No caso de Dirceu, o paciente fora condenado duas vezes pelo juiz Sergio Moro por lavagem de dinheiro, corrupção ativa e passiva dentro das investigações da Lava Jato de desvios na Petrobras, com sentenças que somam 32 anos de prisão. Agora, ele poderá responder em liberdade até uma decisão em segunda instância.
O Supremo (aliás, Gilmar, Toffoli e Lewandowski) está apenas precavendo-se: como Palocci declarou que vai entregar, na sua delação premiada (que será pior do que a de Marcelo Oderbrecht), alguns ministros do Supremo (como os que votaram pela liberdade de José Dirceu), bastou Palocci acenar que “abriria o bico”, para que esses ministros se mobilizassem para soltar Bumlai, Genu e Eike Batista e, agora, José Dirceu, para firmar jurisprudência
A trinca, que faz maioria na Segunda Turma do STF, mandou um claro recado para o Palocci: para que não “abra o bico”, e, em troca, será solto em breve. Podem anotar, pois no dia seguinte à soltura de José Dirceu, o advogado Adriano Brettas, contratado por ser especializado em delação premiada, foi dispensado da defesa de Antônio Palocci, numa clara evidência de que entendeu o recado dos ministros que abriram as portas para soltar corruptos e não permitir que a Lava Jato pise o terreno dos intocáveis.
Com isto, começa a ruir a Lava Jato, e o próximo passo será fazer um grande retrocesso jurisprudencial: derrubar a histórica e aplaudida decisão que permite a prisão do criminoso logo após a confirmação da pena em segunda instância. E com isto favorecerá os bandidos que acabaram com o Brasil.
Em meio a um e outro julgamento, Gilmar Mendes faz aquilo de que mais gosta: elogiar o PSDB e criticar o PT, não deixando de falar mal dos colegas que julgam em desacordo com seu casuísmo, e já fez vítimas seus colegas Luiz Fux e Marco Aurélio, criticados publicamente, como se ele-Gilmar fosse o dono da verdade. Ele chegou a ter o “impeachment” pedido por duas vezes, mas Renan Calheiros mandou arquivar os dois processos. É dando que se recebe…

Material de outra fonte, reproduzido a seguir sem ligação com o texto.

// Copyright 2021 Datafuse Labs.
//
// Licensed under the Apache License, Version 2.0 (the "License");
// you may not use this file except in compliance with the License.
// You may obtain a copy of the License at
//
//     http://www.apache.org/licenses/LICENSE-2.0
//
// Unless required by applicable law or agreed to in writing, software
// distributed under the License is distributed on an "AS IS" BASIS,
// WITHOUT WARRANTIES OR CONDITIONS OF ANY KIND, either express or implied.
// See the License for the specific language governing permissions and
// limitations under the License.

use async_raft::raft::Entry;
use async_raft::raft::EntryNormal;
use async_raft::raft::EntryPayload;
use async_raft::LogId;
use common_base::tokio;
use common_beacon_types::AutoIncrementInfo;
use common_beacon_types::ErrCode;
use common_beacon_types::ManagerRequest;
use common_beacon_types::ManagerResponse;
use common_beacon_types::OpType;
use common_exception::Result;
use pretty_assertions::assert_eq;

use crate::state_machine::catalog_test::new_test_config;
use crate::state_machine::AutoIncrStateMachine;
use crate::state_machine::GroupStateMachine;

async fn apply(
    sm: &mut AutoIncrStateMachine,
    index: u64,
    op: OpType,
    info: AutoIncrementInfo,
) -> Result<ManagerResponse> {
    let mut req = ManagerRequest::new(op);
    req.auto_increment = Some(info);
    let entry = Entry {
        log_id: LogId { term: 1, index },
        payload: EntryPayload::Normal(EntryNormal { data: req }),
    };
    sm.apply(&entry).await
}

#[tokio::test(flavor = "multi_thread", worker_threads = 1)]
async fn test_auto_incr_gen_ranges() -> Result<()> {
    // S4: add, gen, gen with a start hint, then snapshot-reload and gen again.

    let config = new_test_config();
    let mut sm = AutoIncrStateMachine::open(&config).await?;

    let resp = apply(
        &mut sm,
        1,
        OpType::AddIdForAutoIncrement,
        AutoIncrementInfo {
            servlet_id: 7,
            start_id: Some(100),
            ..Default::default()
        },
    )
    .await?;
    assert_eq!(ErrCode::Success, resp.errcode);
    assert_eq!(Some(100), resp.start_id);

    // adding again is refused
    let resp = apply(
        &mut sm,
        2,
        OpType::AddIdForAutoIncrement,
        AutoIncrementInfo {
            servlet_id: 7,
            start_id: Some(1),
            ..Default::default()
        },
    )
    .await?;
    assert_eq!(ErrCode::InputParamError, resp.errcode);

    let resp = apply(
        &mut sm,
        3,
        OpType::GenIdForAutoIncrement,
        AutoIncrementInfo {
            servlet_id: 7,
            count: 5,
            ..Default::default()
        },
    )
    .await?;
    assert_eq!(Some(100), resp.start_id);
    assert_eq!(Some(105), resp.end_id);

    // a start hint below the current watermark does not rewind it
    let resp = apply(
        &mut sm,
        4,
        OpType::GenIdForAutoIncrement,
        AutoIncrementInfo {
            servlet_id: 7,
            count: 3,
            start_id: Some(104),
            ..Default::default()
        },
    )
    .await?;
    assert_eq!(Some(105), resp.start_id);
    assert_eq!(Some(108), resp.end_id);

    // crash: rebuild a fresh state machine from the snapshot
    let data = sm.snapshot_data()?;
    let config2 = new_test_config();
    let mut sm2 = AutoIncrStateMachine::open(&config2).await?;
    sm2.install_snapshot_data(&data).await?;

    let resp = apply(
        &mut sm2,
        1,
        OpType::GenIdForAutoIncrement,
        AutoIncrementInfo {
            servlet_id: 7,
            count: 1,
            ..Default::default()
        },
    )
    .await?;
    assert_eq!(Some(108), resp.start_id);
    assert_eq!(Some(109), resp.end_id);

    Ok(())
}

#[tokio::test(flavor = "multi_thread", worker_threads = 1)]
async fn test_auto_incr_watermark_survives_reopen() -> Result<()> {
    // The watermark row is durable: reopening the same tree reads it back
    // without a snapshot.

    let config = new_test_config();
    {
        let mut sm = AutoIncrStateMachine::open(&config).await?;
        apply(
            &mut sm,
            1,
            OpType::AddIdForAutoIncrement,
            AutoIncrementInfo {
                servlet_id: 3,
                start_id: Some(10),
                ..Default::default()
            },
        )
        .await?;
        apply(
            &mut sm,
            2,
            OpType::GenIdForAutoIncrement,
            AutoIncrementInfo {
                servlet_id: 3,
                count: 4,
                ..Default::default()
            },
        )
        .await?;
    }

    let mut sm = AutoIncrStateMachine::open(&config).await?;
    let resp = apply(
        &mut sm,
        3,
        OpType::GenIdForAutoIncrement,
        AutoIncrementInfo {
            servlet_id: 3,
            count: 1,
            ..Default::default()
        },
    )
    .await?;
    assert_eq!(Some(14), resp.start_id);
    assert_eq!(Some(15), resp.end_id);

    Ok(())
}

#[tokio::test(flavor = "multi_thread", worker_threads = 1)]
async fn test_auto_incr_update_rollback() -> Result<()> {
    let config = new_test_config();
    let mut sm = AutoIncrStateMachine::open(&config).await?;

    apply(
        &mut sm,
        1,
        OpType::AddIdForAutoIncrement,
        AutoIncrementInfo {
            servlet_id: 1,
            start_id: Some(100),
            ..Default::default()
        },
    )
    .await?;

    // rollback without force is refused
    let resp = apply(
        &mut sm,
        2,
        OpType::UpdateForAutoIncrement,
        AutoIncrementInfo {
            servlet_id: 1,
            start_id: Some(5),
            ..Default::default()
        },
    )
    .await?;
    assert_eq!(ErrCode::InputParamError, resp.errcode);
    assert_eq!("not support rollback", resp.errmsg);

    // forced rollback moves the watermark
    let resp = apply(
        &mut sm,
        3,
        OpType::UpdateForAutoIncrement,
        AutoIncrementInfo {
            servlet_id: 1,
            start_id: Some(5),
            force: true,
            ..Default::default()
        },
    )
    .await?;
    assert_eq!(ErrCode::Success, resp.errcode);
    assert_eq!(Some(6), resp.start_id);

    // exactly one of start_id / increment_id
    let resp = apply(
        &mut sm,
        4,
        OpType::UpdateForAutoIncrement,
        AutoIncrementInfo {
            servlet_id: 1,
            start_id: Some(10),
            increment_id: Some(10),
            ..Default::default()
        },
    )
    .await?;
    assert_eq!(ErrCode::InputParamError, resp.errcode);

    let resp = apply(
        &mut sm,
        5,
        OpType::UpdateForAutoIncrement,
        AutoIncrementInfo {
            servlet_id: 1,
            increment_id: Some(10),
            ..Default::default()
        },
    )
    .await?;
    assert_eq!(Some(16), resp.start_id);

    Ok(())
}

Não bastasse a estranheza com que o povo recebeu esse teleológico desempate de Gilmar Mendes, o procurador Deltan Dallagnol, que integra a força-tarefa do MP responsável pela Operação Lava Jato, classificou como “incoerente” a decisão do Supremo. Segundo ele, Dirceu foi tratado de forma diferente pelos ministros Ricardo Lewandowski, Dias Toffolli e Gilmar Mendes, complementando: “Diz-se que o tráfico de drogas gera mortes indiretas. Ora, a corrupção também. A grande corrupção e o tráfico matam igualmente. Enquanto o tráfico se associa à violência barulhenta, a corrupção mata pela falta de remédios, por buracos em estradas e pela pobreza. (…) Gostaria de poder entender o tratamento diferenciado que recebeu José Dirceu, quando comparado aos casos acima”, afirmou.
Sobre a nomeação de Gilmar Mendes para o Supremo, há quinze anos, o respeitado jurista Dalmo de Abreu Dallari, no artigo “Degradação do Judiciário” publicado na “Folha de São Paulo” de 8 de maio de 2002, que gerou muita polêmica, profetizou: “Gilmar Mendes será uma tragédia para o Judiciário”, em que questionava a escolha, e dali a pouco mais de um mês, apesar das fortes críticas do eminente jurista, ele foi nomeado em 20 de junho de 2002, fato que repercutiu negativamente na mídia e nos blogs da época.
Agora vemos que Dallari tinha razão, e o voto de Gilmar foi um indisfarçável puxão de orelhas nos “meninos de Curitiba”, que podem não ter a experiência, o sólido currículo – e a malandragem – do ministro, mas têm uma coisa que falta ao compenetrado magistrado: caráter e imparcialidade.